**Extracted data**:
============

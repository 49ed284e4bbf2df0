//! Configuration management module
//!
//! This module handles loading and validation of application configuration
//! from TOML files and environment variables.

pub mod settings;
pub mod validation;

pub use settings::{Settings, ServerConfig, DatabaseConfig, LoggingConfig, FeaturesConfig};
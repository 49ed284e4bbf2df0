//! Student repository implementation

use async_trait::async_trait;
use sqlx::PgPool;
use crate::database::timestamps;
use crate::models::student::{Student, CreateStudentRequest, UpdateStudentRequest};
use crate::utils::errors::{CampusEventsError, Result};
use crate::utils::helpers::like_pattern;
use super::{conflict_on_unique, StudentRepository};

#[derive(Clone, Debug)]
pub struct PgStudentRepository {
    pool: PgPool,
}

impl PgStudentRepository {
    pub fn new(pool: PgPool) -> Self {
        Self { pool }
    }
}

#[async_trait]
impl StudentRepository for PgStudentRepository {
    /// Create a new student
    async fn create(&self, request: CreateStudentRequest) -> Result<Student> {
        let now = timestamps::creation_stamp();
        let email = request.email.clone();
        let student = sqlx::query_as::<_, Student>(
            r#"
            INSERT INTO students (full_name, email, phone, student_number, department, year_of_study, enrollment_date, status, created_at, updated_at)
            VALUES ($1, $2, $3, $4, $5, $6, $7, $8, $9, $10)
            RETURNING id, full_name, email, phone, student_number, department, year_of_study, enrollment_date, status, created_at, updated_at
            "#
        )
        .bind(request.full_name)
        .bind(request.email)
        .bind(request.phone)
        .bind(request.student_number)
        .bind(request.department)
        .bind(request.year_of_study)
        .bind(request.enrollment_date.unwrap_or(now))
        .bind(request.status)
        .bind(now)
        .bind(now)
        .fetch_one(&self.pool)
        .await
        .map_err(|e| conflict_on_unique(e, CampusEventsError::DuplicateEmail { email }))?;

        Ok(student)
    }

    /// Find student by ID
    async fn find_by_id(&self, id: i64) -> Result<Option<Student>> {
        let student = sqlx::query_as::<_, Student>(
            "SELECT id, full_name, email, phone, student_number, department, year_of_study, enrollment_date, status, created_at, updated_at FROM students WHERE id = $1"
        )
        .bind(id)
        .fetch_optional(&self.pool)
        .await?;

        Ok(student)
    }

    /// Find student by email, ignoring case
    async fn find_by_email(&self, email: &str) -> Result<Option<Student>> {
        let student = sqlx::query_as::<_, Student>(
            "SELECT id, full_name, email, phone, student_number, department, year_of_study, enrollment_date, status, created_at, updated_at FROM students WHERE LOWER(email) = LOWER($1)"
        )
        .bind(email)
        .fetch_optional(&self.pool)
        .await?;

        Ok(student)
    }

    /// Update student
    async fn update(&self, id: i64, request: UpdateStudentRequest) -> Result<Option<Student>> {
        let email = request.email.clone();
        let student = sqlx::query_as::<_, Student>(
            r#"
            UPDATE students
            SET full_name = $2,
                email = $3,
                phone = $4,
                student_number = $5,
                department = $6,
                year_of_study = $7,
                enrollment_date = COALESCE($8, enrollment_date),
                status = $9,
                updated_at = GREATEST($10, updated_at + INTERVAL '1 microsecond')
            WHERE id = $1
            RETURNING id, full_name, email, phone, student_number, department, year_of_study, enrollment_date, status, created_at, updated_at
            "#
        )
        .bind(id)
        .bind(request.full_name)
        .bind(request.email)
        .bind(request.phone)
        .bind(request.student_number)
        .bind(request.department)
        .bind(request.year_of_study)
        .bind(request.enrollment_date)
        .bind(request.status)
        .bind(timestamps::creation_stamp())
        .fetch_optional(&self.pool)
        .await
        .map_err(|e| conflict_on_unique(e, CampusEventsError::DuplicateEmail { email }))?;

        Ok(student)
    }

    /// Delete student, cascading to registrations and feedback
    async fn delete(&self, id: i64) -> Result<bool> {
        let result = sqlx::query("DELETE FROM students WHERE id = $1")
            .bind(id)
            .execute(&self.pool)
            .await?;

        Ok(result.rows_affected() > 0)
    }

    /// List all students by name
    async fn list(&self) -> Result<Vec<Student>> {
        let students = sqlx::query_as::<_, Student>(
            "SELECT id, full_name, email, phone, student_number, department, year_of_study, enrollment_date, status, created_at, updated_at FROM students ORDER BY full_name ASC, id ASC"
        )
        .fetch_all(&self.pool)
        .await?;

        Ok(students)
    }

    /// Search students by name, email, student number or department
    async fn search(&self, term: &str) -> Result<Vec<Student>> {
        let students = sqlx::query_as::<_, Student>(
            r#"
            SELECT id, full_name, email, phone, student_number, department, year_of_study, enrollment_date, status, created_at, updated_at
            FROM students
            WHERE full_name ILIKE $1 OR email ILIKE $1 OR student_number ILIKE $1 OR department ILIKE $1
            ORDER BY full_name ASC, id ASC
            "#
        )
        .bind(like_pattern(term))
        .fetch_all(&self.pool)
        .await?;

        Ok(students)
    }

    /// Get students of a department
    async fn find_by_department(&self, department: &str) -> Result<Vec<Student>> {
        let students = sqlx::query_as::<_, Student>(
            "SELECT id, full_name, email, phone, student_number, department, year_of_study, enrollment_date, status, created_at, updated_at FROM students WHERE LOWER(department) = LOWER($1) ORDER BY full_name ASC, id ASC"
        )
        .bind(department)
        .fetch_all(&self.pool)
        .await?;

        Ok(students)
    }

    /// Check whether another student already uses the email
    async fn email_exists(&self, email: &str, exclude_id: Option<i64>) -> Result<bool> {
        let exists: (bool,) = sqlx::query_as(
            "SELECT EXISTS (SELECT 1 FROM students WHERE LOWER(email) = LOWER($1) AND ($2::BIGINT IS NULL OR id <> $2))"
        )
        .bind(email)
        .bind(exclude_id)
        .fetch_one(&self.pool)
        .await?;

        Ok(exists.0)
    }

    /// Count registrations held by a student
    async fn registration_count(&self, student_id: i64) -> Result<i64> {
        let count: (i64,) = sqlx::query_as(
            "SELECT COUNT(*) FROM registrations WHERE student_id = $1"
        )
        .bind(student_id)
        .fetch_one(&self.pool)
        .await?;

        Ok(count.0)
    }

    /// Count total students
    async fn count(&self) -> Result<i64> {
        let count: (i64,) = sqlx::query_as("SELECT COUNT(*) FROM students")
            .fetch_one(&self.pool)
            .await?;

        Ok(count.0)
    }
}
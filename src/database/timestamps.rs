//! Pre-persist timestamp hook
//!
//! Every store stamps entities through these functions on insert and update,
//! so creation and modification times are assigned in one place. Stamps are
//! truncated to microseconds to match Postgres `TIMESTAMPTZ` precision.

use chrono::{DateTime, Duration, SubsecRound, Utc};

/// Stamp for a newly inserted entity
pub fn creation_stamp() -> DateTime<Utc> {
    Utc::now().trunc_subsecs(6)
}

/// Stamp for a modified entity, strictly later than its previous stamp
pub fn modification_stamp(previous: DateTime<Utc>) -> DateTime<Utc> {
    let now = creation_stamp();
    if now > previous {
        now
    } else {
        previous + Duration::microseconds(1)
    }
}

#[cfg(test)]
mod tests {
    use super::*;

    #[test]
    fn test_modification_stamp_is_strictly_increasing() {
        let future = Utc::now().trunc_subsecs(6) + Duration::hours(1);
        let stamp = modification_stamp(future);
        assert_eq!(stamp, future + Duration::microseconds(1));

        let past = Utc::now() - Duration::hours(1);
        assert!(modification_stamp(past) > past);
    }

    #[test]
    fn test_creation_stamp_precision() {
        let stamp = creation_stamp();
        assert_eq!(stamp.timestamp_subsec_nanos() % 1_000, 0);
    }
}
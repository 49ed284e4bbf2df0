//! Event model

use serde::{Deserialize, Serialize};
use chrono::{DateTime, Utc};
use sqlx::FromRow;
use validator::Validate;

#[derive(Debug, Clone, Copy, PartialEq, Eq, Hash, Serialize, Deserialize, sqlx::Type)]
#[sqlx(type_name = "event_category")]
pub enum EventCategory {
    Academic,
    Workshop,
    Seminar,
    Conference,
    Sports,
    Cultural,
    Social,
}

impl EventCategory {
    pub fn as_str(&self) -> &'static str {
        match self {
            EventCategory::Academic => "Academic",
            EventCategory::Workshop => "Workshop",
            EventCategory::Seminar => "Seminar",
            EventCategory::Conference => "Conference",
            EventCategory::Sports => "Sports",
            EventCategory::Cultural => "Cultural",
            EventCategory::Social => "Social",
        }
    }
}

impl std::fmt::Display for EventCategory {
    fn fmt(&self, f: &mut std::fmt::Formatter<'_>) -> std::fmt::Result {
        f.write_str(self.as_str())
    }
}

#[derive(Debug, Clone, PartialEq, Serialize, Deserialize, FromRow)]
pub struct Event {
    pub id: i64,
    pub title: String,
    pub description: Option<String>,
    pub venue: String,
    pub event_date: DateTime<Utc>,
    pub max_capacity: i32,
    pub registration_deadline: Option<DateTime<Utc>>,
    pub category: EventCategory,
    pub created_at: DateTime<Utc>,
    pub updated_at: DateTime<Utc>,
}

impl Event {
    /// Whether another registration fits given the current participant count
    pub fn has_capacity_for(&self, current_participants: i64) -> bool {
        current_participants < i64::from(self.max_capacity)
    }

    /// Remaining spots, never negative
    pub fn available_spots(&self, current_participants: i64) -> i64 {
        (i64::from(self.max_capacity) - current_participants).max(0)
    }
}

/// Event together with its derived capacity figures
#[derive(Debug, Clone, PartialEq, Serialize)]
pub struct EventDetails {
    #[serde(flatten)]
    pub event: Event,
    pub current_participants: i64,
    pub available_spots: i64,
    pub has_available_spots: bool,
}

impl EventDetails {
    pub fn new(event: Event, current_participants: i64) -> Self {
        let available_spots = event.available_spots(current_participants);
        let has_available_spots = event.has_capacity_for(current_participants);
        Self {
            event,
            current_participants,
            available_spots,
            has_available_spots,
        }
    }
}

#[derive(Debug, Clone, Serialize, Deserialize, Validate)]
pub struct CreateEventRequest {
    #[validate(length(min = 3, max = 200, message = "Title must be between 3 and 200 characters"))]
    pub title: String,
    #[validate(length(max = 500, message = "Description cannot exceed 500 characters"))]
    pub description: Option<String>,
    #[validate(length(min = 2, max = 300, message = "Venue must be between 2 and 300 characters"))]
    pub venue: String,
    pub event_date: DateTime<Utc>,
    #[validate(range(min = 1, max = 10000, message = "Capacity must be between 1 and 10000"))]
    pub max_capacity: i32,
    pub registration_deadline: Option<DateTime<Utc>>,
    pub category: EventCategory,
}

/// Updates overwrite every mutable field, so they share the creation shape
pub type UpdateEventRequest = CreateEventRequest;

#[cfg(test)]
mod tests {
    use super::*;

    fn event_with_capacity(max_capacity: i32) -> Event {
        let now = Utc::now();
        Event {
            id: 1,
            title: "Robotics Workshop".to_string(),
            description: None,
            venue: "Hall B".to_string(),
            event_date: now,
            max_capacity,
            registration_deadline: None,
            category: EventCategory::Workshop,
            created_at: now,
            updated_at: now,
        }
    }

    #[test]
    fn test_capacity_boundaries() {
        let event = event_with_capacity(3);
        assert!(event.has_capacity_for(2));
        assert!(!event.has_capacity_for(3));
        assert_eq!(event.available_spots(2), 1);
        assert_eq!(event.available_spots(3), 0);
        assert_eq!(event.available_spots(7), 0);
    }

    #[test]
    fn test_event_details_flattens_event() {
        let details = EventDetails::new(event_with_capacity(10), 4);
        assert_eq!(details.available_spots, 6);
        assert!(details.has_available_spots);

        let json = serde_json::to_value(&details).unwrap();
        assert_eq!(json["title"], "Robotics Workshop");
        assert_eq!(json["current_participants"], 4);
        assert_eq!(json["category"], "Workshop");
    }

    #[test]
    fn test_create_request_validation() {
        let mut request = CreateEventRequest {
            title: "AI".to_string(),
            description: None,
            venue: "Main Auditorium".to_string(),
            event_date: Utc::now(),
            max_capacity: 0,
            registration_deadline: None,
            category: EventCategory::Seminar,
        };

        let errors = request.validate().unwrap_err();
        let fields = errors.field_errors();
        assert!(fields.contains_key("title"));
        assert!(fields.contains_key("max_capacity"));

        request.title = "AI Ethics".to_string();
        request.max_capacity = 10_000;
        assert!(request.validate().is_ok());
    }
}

============

**Exercise objective**: Write out every line of the data that holds the word "chrono".

**Response to this task**:
use chrono::{DateTime, Duration, SubsecRound, Utc};
use chrono::{DateTime, Utc};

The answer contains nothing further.